**TASK DESCRIPTION:**
Copy the first line of the material below and every later line through the line containing "use crate::database::sqlite::Database;", without any other output.

**DATA EXCERPTS:**
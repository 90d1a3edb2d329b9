use anyhow::{Context, Result};
use std::sync::Arc;
use tracing::{error, info, warn};

use crate::config::{Config, get_data_dir};
use crate::database::lancedb::vector_store::VectorStore;
use crate::database::sqlite::Database;
use crate::embeddings::ollama::OllamaClient;
use crate::mcp::McpServer;
use crate::mcp::tools::{
    GetSolutionHandler, ListTagsHandler, SaveSolutionHandler, SearchSolutionsHandler,
};
use crate::reconcile::Reconciler;
use crate::search::HybridSearchEngine;

fn load_config() -> Result<Config> {
    let data_dir = get_data_dir().context("Failed to determine data directory")?;
    Config::load(&data_dir).context("Failed to load configuration")
}

async fn init_stores(config: &Config) -> Result<(Arc<Database>, Arc<VectorStore>)> {
    let database = Arc::new(
        Database::initialize_from_data_dir(config.get_base_dir())
            .await
            .context("Failed to initialize SQLite database")?,
    );

    let vector_store = Arc::new(
        VectorStore::new(config)
            .await
            .context("Failed to initialize vector store")?,
    );

    Ok((database, vector_store))
}

/// Start the MCP server on stdio
#[inline]
pub async fn serve_mcp() -> Result<()> {
    let config = load_config()?;

    // Verify Ollama connectivity before accepting requests. A degraded
    // backend still serves keyword search, so this only warns.
    match OllamaClient::new(config.ollama.clone()) {
        Ok(client) => match client.health_check() {
            Ok(()) => {
                info!(
                    "Ollama connected at {}:{} with model {}",
                    config.ollama.host, config.ollama.port, config.ollama.model
                );
            }
            Err(e) => {
                warn!("Ollama is unhealthy, semantic indexing may fail: {}", e);
                eprintln!("Warning: Ollama may not be ready. Semantic search may fail.");
                eprintln!("Use 'solution-memory-mcp config' to update connection settings.");
            }
        },
        Err(e) => {
            error!("Failed to create Ollama client: {}", e);
            return Err(e);
        }
    }

    let (database, vector_store) = init_stores(&config).await?;

    let search_engine = Arc::new(HybridSearchEngine::new(
        Arc::clone(&database),
        Arc::clone(&vector_store),
        config.search.semantic_weight,
    ));

    let server = Arc::new(McpServer::new(
        "solution-memory-mcp".to_string(),
        env!("CARGO_PKG_VERSION").to_string(),
    ));

    server
        .register_tool(
            SaveSolutionHandler::tool_definition(),
            SaveSolutionHandler::new(Arc::clone(&database), Arc::clone(&vector_store)),
        )
        .await;
    server
        .register_tool(
            SearchSolutionsHandler::tool_definition(),
            SearchSolutionsHandler::new(Arc::clone(&search_engine)),
        )
        .await;
    server
        .register_tool(
            GetSolutionHandler::tool_definition(),
            GetSolutionHandler::new(Arc::clone(&database)),
        )
        .await;
    server
        .register_tool(
            ListTagsHandler::tool_definition(),
            ListTagsHandler::new(Arc::clone(&database)),
        )
        .await;

    info!("MCP server initialized with tools: save_solution, search_solutions, get_solution, list_tags");
    eprintln!("Solution memory MCP server listening on stdio. Press Ctrl+C to stop.");

    tokio::select! {
        result = Arc::clone(&server).serve_stdio() => {
            result.context("MCP server failed")?;
        }
        _ = tokio::signal::ctrl_c() => {
            eprintln!("\nReceived interrupt signal, shutting down...");
        }
    }

    eprintln!("Shutdown complete");
    Ok(())
}

/// Show connectivity and store status
#[inline]
pub async fn show_status() -> Result<()> {
    let config = load_config()?;

    println!("Solution Memory Status");
    println!("{}", "=".repeat(50));
    println!();

    println!("Database Status:");
    let database = match Database::initialize_from_data_dir(config.get_base_dir()).await {
        Ok(db) => {
            println!("  SQLite: Connected");
            Some(db)
        }
        Err(e) => {
            println!("  SQLite: Failed to connect - {}", e);
            None
        }
    };

    if let Some(database) = &database {
        match database.count_solutions().await {
            Ok(count) => println!("  Stored solutions: {}", count),
            Err(e) => println!("  Stored solutions: Error - {}", e),
        }
    }

    println!();
    println!("Ollama Status:");
    match OllamaClient::new(config.ollama.clone()) {
        Ok(client) => match client.health_check() {
            Ok(()) => {
                println!(
                    "  Ollama: Connected ({}:{})",
                    config.ollama.host, config.ollama.port
                );
                println!("  Model: {}", config.ollama.model);
            }
            Err(e) => {
                println!("  Ollama: Connected but unhealthy - {}", e);
            }
        },
        Err(e) => {
            println!("  Ollama: Failed to connect - {}", e);
        }
    }

    println!();
    println!("Vector Database Status:");
    let vector_store = match VectorStore::new(&config).await {
        Ok(store) => {
            println!("  LanceDB: Connected");
            match store.count().await {
                Ok(count) => println!("  Indexed embeddings: {}", count),
                Err(e) => println!("  Indexed embeddings: Error - {}", e),
            }
            Some(store)
        }
        Err(e) => {
            println!("  LanceDB: Failed to connect - {}", e);
            None
        }
    };

    if let (Some(database), Some(vector_store)) = (&database, &vector_store) {
        println!();
        println!("Store Consistency:");
        match Reconciler::new(database, vector_store).check().await {
            Ok(report) => {
                println!("  {}", report.summary());
                if !report.is_consistent {
                    println!("  Run 'solution-memory-mcp reconcile' to repair.");
                }
            }
            Err(e) => {
                println!("  Failed to check consistency: {}", e);
            }
        }
    }

    println!();
    println!("Next Steps:");
    println!("  - Use 'solution-memory-mcp serve' to start the MCP server");
    println!("  - Use 'solution-memory-mcp config' to adjust settings");

    Ok(())
}

/// Repair drift between the keyword store and the vector index
#[inline]
pub async fn reconcile() -> Result<()> {
    let config = load_config()?;
    let (database, vector_store) = init_stores(&config).await?;

    let reconciler = Reconciler::new(&database, &vector_store);

    let report = reconciler.check().await?;
    println!("{}", report.summary());

    if report.is_consistent {
        return Ok(());
    }

    let outcome = reconciler.repair().await?;
    println!(
        "Repair complete: {} re-embedded, {} orphaned embeddings removed, {} failed",
        outcome.reindexed, outcome.removed, outcome.failed
    );

    if outcome.failed > 0 {
        println!("Some records could not be repaired; check that Ollama is running.");
    }

    Ok(())
}

/// Delete a record from both stores
#[inline]
pub async fn delete_solution(id: String) -> Result<()> {
    let config = load_config()?;
    let (database, vector_store) = init_stores(&config).await?;

    let existed = database.delete_solution(&id).await?;
    if !existed {
        println!("No solution found with ID {}", id);
        return Ok(());
    }

    if vector_store.delete(&id).await {
        println!("Deleted solution {}", id);
    } else {
        println!(
            "Deleted solution {} from the keyword store, but removing its embedding failed. \
             Run 'solution-memory-mcp reconcile' to clean up.",
            id
        );
    }

    Ok(())
}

**FINISHED EXERCISE:**
repository 90d1a3edb2d329b9
use anyhow::{Context, Result};
use std::sync::Arc;
use tracing::{error, info, warn};

use crate::config::{Config, get_data_dir};
use crate::database::lancedb::vector_store::VectorStore;
use crate::database::sqlite::Database;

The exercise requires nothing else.